## [ASSIGNMENT]
The answer must be a single number: how many lines of the records below contain "main".

Collected data:
<<<<
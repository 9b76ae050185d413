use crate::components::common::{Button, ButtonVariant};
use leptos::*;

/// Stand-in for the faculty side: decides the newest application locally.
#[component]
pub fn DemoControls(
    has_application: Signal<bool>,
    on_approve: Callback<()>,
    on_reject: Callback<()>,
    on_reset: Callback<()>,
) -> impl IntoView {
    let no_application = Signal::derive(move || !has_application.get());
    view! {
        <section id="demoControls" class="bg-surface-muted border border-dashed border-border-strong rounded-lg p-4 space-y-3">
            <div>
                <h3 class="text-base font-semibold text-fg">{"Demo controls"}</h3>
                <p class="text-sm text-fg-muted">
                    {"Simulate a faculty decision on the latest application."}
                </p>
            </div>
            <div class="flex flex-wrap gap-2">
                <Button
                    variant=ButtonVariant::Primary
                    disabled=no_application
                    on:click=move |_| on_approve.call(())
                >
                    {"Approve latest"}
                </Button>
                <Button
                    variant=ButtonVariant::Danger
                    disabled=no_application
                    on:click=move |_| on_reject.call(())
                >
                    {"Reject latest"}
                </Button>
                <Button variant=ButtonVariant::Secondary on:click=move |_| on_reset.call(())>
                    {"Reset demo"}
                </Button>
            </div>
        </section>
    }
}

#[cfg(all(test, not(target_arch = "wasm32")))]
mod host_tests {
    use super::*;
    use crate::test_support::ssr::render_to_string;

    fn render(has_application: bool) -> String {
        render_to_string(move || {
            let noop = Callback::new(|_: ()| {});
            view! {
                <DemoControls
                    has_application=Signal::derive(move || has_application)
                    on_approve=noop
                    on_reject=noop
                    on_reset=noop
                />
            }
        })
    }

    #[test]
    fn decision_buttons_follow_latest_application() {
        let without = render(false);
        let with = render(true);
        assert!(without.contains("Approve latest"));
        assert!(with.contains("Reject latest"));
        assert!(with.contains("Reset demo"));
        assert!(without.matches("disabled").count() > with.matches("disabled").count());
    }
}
>>>>
<<<<
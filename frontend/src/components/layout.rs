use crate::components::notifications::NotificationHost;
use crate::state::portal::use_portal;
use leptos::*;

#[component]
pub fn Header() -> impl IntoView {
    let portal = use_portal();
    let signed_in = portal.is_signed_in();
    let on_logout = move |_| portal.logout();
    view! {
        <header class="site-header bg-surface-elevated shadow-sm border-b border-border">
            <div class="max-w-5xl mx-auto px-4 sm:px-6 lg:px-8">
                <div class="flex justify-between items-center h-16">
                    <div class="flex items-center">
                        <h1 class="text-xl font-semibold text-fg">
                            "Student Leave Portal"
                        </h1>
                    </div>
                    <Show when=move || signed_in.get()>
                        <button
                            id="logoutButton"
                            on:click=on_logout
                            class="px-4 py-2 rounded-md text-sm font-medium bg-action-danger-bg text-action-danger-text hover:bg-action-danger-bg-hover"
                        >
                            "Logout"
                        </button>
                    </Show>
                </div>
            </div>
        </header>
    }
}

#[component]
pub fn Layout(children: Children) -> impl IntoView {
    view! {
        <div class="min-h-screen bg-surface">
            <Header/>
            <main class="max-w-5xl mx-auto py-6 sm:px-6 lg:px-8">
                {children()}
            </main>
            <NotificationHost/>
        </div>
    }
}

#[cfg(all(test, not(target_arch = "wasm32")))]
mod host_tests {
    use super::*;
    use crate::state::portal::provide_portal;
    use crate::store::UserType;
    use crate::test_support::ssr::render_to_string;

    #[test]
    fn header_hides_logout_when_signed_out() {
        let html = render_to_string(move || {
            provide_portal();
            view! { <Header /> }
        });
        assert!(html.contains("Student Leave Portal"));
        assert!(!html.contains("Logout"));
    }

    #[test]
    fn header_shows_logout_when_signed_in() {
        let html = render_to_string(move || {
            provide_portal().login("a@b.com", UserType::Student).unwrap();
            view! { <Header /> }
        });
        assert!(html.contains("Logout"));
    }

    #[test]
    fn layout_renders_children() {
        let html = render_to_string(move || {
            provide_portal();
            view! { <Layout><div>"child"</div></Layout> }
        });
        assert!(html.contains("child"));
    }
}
>>>>
<<<<
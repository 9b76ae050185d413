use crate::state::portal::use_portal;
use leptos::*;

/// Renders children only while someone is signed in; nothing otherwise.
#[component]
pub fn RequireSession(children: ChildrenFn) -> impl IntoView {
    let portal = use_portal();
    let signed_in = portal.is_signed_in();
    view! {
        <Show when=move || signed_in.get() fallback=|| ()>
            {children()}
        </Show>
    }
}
>>>>
## [EXERCISE OUTPUT]
2